NASCAR announced the change Tuesday in a session with reporters at the NASCAR R&D Center. 

MORE: NASCAR outlaws Ross Chastain Martinsville move

NASCAR stated there will be no stage breaks in the Cup road course events at Circuit of the Americas (March 26), Sonoma (June 11), Chicago street course (July 2), Indianapolis road course (Aug. 13), Watkins Glen (Aug. 20) and Charlotte Roval (Oct. 8).

There will be no stage breaks for Xfinity races at Circuit of the Americas (March 25), Sonoma (June 10), Chicago street course (July 1), Indianapolis road course (Aug. 12), Watkins Glen (Aug. 19) and Charlotte Roval (Oct. 7).

There will be no stage breaks for the Craftsman Truck Series race at Circuit of the Americas (March 25).

In those races, stage points will be awarded on a designated lap, but there will be no green-and-checkered flag and the racing will continue.

The only road course events that will have stage breaks will be Xfinity standalone races at Portland (June 3) and Road America (July 29) and the Truck standalone race at Mid-Ohio (July 8). Those events will keep stage breaks because they have non-live pit stops — where the field comes down pit road together and positions cannot be gained or lost provided the stop is completed in the prescribed time by NASCAR.
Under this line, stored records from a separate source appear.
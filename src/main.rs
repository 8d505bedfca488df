use std::sync::Arc;

use clap::Parser;
use eyre::{Result, WrapErr};
use tokio::task::JoinHandle;
use tracing::{error, info, warn};
use tracing_subscriber::EnvFilter;

use feesight::{Args, FeeSource, GasOracle, OracleError, RpcFeeSource, server};

#[tokio::main]
async fn main() -> Result<()> {
    dotenvy::dotenv().ok();
    tracing_subscriber::fmt()
        .with_env_filter(EnvFilter::try_from_default_env().unwrap_or_else(|_| "info".into()))
        .init();

    let args = Args::parse();
    let rpc_url = args.rpc_url()?;
    let config = args.oracle_config()?;

    let source = Arc::new(RpcFeeSource::new(rpc_url));
    info!(
        host = source.name(),
        window_size = config.window_size,
        batch_size = config.batch_size,
        poll_interval = ?config.poll_interval,
        percentiles = ?config.percentiles.as_slice(),
        "starting gas oracle"
    );
    let oracle = Arc::new(GasOracle::new(source, config)?);

    let updater = start_with_retries(&oracle, &args)
        .await
        .wrap_err("could not load initial fee history")?;

    let shutdown = async {
        if let Err(e) = tokio::signal::ctrl_c().await {
            error!(error = %e, "failed to listen for shutdown signal");
        }
    };
    let served = server::serve(args.listen_addr(), oracle.subscribe(), shutdown).await;

    updater.abort();
    served.wrap_err("HTTP server failed")?;
    info!("gas oracle stopped");
    Ok(())
}

async fn start_with_retries(
    oracle: &Arc<GasOracle>,
    args: &Args,
) -> Result<JoinHandle<()>, OracleError> {
    let attempts = args.startup_retries.max(1);
    let mut attempt = 1;
    loop {
        match oracle.clone().start().await {
            Ok(handle) => return Ok(handle),
            Err(e) if e.is_transient() && attempt < attempts => {
                warn!(error = %e, attempt, attempts, "initial fee history failed; retrying");
                tokio::time::sleep(args.startup_retry_delay()).await;
                attempt += 1;
            }
            Err(e) => return Err(e),
        }
    }
}
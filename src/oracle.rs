//! Rolling fee estimator.
//!
//! [`GasOracle`] owns the fee window and publishes a [`GasEstimate`] after
//! every productive update cycle. Readers never block the update loop: they
//! hold a [`watch`] receiver and always observe a whole estimate.

use std::future::Future;
use std::sync::Arc;

use serde::{Deserialize, Serialize};
use tokio::sync::{Mutex, watch};
use tokio::task::JoinHandle;
use tokio::time::{self, Instant, MissedTickBehavior};
use tracing::{debug, info, warn};

use crate::config::OracleConfig;
use crate::error::OracleError;
use crate::percentile::{FeeTier, tier_averages};
use crate::provider::FeeSource;
use crate::window::{FeeWindow, UpdateOutcome};

/// Published fee suggestion, in wei.
///
/// `base_fee` stays `None` until the first cycle publishes; the tiers are
/// zero until then.
#[derive(Debug, Clone, Copy, Default, PartialEq, Eq, Serialize, Deserialize)]
#[serde(rename_all = "camelCase")]
pub struct GasEstimate {
    #[serde(default, skip_serializing_if = "Option::is_none")]
    pub base_fee: Option<u128>,
    pub low: u128,
    pub standard: u128,
    pub fast: u128,
}

impl GasEstimate {
    pub fn is_warm(&self) -> bool {
        self.base_fee.is_some()
    }

    pub fn tier(&self, tier: FeeTier) -> u128 {
        match tier {
            FeeTier::Low => self.low,
            FeeTier::Standard => self.standard,
            FeeTier::Fast => self.fast,
        }
    }
}

/// Read side of the published estimate.
#[derive(Debug, Clone)]
pub struct EstimateReader {
    rx: watch::Receiver<GasEstimate>,
}

impl EstimateReader {
    pub fn current(&self) -> GasEstimate {
        *self.rx.borrow()
    }

    /// Resolves once an estimate has been published. `None` if the oracle
    /// was dropped first.
    pub async fn wait_until_warm(&mut self) -> Option<GasEstimate> {
        self.rx.wait_for(GasEstimate::is_warm).await.ok().map(|e| *e)
    }
}

/// How the window changed during a published cycle.
#[derive(Debug, Clone, Copy, PartialEq, Eq)]
pub enum WindowUpdate {
    Unchanged,
    Appended(usize),
    Refreshed,
}

#[derive(Debug, Clone, Copy, PartialEq, Eq)]
pub enum CycleOutcome {
    /// Another cycle held the window.
    Skipped,
    /// No new block and nothing left to publish.
    Unchanged,
    Published {
        update: WindowUpdate,
        estimate: GasEstimate,
    },
}

struct Cache {
    window: FeeWindow,
    /// The window moved but the matching estimate was never published.
    unpublished: bool,
}

pub struct GasOracle {
    source: Arc<dyn FeeSource>,
    config: OracleConfig,
    cache: Mutex<Cache>,
    estimate: watch::Sender<GasEstimate>,
}

impl GasOracle {
    /// Builds a cold oracle. Nothing is fetched until [`GasOracle::start`].
    pub fn new(source: Arc<dyn FeeSource>, config: OracleConfig) -> Result<Self, OracleError> {
        config.validate()?;
        let (estimate, _) = watch::channel(GasEstimate::default());
        Ok(Self {
            cache: Mutex::new(Cache {
                window: FeeWindow::with_capacity(config.window_size),
                unpublished: false,
            }),
            source,
            config,
            estimate,
        })
    }

    pub fn config(&self) -> &OracleConfig {
        &self.config
    }

    pub fn current_estimate(&self) -> GasEstimate {
        *self.estimate.borrow()
    }

    pub fn subscribe(&self) -> EstimateReader {
        EstimateReader {
            rx: self.estimate.subscribe(),
        }
    }

    /// Fills the window, runs the first cycle and spawns the update loop.
    ///
    /// A failed initial refresh is returned so the caller can retry. A
    /// failure in the first cycle only leaves the estimate cold; the loop
    /// retries it on the next tick.
    pub async fn start(self: Arc<Self>) -> Result<JoinHandle<()>, OracleError> {
        {
            let mut cache = self.cache.lock().await;
            self.full_refresh(&mut cache).await?;
        }

        if let Err(e) = self.run_cycle().await {
            warn!(error = %e, source = self.source.name(), "initial fee estimate failed");
        }

        let oracle = Arc::clone(&self);
        Ok(tokio::spawn(async move { oracle.run().await }))
    }

    async fn run(self: Arc<Self>) {
        let period = self.config.poll_interval;
        let mut ticker = time::interval_at(Instant::now() + period, period);
        ticker.set_missed_tick_behavior(MissedTickBehavior::Skip);

        loop {
            ticker.tick().await;
            match self.run_cycle().await {
                Ok(outcome) => debug!(?outcome, "fee update cycle finished"),
                Err(e) => warn!(
                    error = %e,
                    source = self.source.name(),
                    "fee update cycle failed; keeping previous estimate"
                ),
            }
        }
    }

    /// One `fetch -> reconcile -> aggregate -> publish` pass.
    pub async fn run_cycle(&self) -> Result<CycleOutcome, OracleError> {
        let Ok(mut cache) = self.cache.try_lock() else {
            debug!("previous fee update still running; skipping tick");
            return Ok(CycleOutcome::Skipped);
        };

        let batch = self
            .call(
                self.source
                    .fee_history(self.config.batch_size, self.config.percentiles.as_slice()),
            )
            .await?;

        let update = match cache.window.apply_increment(&batch)? {
            UpdateOutcome::MissedUpdate => {
                info!(
                    cached_newest = ?cache.window.newest_block(),
                    reported_newest = ?batch.newest_block(),
                    "missed blocks since last update; refreshing full window"
                );
                self.full_refresh(&mut cache).await?;
                WindowUpdate::Refreshed
            }
            UpdateOutcome::Appended(blocks) => {
                cache.unpublished = true;
                WindowUpdate::Appended(blocks)
            }
            UpdateOutcome::NoOp => {
                if self.current_estimate().is_warm() && !cache.unpublished {
                    debug!(newest = ?cache.window.newest_block(), "no new block");
                    return Ok(CycleOutcome::Unchanged);
                }
                WindowUpdate::Unchanged
            }
        };

        let fees = tier_averages(&cache.window)?;
        let base_fee = self.call(self.source.pending_base_fee()).await?;

        let estimate = GasEstimate {
            base_fee: Some(base_fee),
            low: fees.low,
            standard: fees.standard,
            fast: fees.fast,
        };
        self.estimate.send_replace(estimate);
        cache.unpublished = false;

        info!(
            base_fee = %base_fee,
            low = %estimate.low,
            standard = %estimate.standard,
            fast = %estimate.fast,
            newest = ?cache.window.newest_block(),
            "updated gas estimate"
        );
        Ok(CycleOutcome::Published { update, estimate })
    }

    async fn full_refresh(&self, cache: &mut Cache) -> Result<(), OracleError> {
        let batch = self
            .call(self.source.fee_history(
                self.config.window_size as u64,
                self.config.percentiles.as_slice(),
            ))
            .await?;
        if batch.is_empty() {
            return Err(OracleError::EmptyHistory);
        }

        cache.window = FeeWindow::from_batch(self.config.window_size, batch)?;
        cache.unpublished = true;
        info!(
            oldest = ?cache.window.oldest_block(),
            newest = ?cache.window.newest_block(),
            blocks = cache.window.len(),
            "loaded fee history window"
        );
        Ok(())
    }

    async fn call<T>(
        &self,
        request: impl Future<Output = Result<T, OracleError>>,
    ) -> Result<T, OracleError> {
        let limit = self.config.request_timeout;
        time::timeout(limit, request)
            .await
            .map_err(|_| OracleError::Timeout(limit))?
    }
}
NASCAR has faced questions from fans and competitors about stage breaks during road course races because those breaks alter strategy in a more defined manner than on most ovals.

Elton Sawyer, senior vice president of competition for NASCAR, said the move away from stage breaks at road courses was made in collaboration with teams and response from fans.

“When we introduced stage racing … we took an element of strategy away from the event,” Sawyer. “Felt this (change) would bring some new storylines (in an event).”

NASCAR instituted stage breaks and stage points for the 2017 season and has kept the system in place since. NASCAR awards a playoff point to the stage winner along with 10 points. The top 10 at the end of a stage score points.

It wasn’t uncommon for many teams to elect to pit before the first stage in a road course race and eschew points to put themselves in better track position for the final two stages. By pitting early, they would be behind those who stayed out to collect the stage points. At the stage break, those who had yet to pit would do so, allowing those who stopped before the break to leapfrog back to the front.